> What you should do
Please find how many lines of the data contain the string "HashMap", and respond with that number only.

###

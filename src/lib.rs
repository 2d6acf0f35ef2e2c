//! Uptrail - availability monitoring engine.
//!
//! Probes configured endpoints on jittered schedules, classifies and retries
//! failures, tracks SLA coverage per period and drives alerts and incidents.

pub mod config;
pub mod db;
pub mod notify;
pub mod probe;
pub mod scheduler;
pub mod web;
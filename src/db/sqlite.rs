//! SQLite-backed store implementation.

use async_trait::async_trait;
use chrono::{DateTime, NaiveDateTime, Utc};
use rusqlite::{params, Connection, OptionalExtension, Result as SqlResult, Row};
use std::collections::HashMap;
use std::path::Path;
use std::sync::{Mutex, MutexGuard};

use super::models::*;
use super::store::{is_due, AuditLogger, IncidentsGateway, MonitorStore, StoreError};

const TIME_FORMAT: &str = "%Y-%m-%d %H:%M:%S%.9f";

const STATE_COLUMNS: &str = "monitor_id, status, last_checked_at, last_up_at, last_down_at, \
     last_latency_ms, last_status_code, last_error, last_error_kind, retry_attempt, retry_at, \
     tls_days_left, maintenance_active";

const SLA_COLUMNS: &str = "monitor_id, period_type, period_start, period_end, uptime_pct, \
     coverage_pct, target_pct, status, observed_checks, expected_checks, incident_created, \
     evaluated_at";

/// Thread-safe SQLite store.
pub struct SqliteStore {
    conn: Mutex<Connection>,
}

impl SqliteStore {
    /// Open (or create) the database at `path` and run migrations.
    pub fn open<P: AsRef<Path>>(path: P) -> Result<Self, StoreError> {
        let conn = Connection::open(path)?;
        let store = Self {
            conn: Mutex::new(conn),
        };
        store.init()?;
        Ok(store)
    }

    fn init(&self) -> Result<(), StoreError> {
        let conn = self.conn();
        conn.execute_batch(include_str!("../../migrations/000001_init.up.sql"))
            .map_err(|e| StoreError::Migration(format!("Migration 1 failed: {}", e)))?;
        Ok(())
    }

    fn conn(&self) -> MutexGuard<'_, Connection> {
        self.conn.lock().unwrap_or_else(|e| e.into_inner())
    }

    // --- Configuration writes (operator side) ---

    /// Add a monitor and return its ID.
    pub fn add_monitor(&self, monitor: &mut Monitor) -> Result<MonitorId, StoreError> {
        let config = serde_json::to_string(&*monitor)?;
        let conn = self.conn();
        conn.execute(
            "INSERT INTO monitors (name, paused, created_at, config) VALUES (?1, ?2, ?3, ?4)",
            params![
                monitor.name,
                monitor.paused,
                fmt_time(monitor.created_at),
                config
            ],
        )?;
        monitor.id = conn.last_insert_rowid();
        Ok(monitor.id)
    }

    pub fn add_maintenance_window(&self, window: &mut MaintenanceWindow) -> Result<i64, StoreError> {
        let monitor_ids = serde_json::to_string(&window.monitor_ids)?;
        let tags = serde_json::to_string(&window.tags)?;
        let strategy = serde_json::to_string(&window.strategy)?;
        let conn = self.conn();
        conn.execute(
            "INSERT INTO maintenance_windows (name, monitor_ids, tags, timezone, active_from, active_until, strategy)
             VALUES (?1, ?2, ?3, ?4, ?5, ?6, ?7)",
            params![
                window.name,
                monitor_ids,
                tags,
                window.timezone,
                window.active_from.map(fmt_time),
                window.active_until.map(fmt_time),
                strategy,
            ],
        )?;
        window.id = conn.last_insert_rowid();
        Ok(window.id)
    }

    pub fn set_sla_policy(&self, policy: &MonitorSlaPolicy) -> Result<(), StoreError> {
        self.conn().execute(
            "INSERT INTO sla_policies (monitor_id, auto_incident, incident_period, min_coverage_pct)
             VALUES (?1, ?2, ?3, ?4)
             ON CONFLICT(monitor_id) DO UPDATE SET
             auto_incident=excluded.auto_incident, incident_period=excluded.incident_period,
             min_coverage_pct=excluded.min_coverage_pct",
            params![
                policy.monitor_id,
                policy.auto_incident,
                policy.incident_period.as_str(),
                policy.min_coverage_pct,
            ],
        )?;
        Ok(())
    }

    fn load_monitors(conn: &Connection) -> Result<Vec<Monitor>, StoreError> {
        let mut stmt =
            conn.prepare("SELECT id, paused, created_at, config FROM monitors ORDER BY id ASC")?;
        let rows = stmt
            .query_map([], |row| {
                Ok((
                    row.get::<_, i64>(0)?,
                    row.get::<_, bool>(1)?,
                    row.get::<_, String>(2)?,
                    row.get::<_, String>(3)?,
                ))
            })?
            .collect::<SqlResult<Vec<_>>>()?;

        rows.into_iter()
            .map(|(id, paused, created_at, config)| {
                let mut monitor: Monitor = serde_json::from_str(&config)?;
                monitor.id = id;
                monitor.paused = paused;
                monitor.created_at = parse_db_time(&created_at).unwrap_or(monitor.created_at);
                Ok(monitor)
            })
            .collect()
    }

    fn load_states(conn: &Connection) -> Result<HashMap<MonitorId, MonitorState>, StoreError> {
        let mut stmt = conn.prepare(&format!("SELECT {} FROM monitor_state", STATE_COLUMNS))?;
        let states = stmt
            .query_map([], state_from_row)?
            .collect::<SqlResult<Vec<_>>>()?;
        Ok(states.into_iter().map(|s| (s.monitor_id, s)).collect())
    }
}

###

> Result
2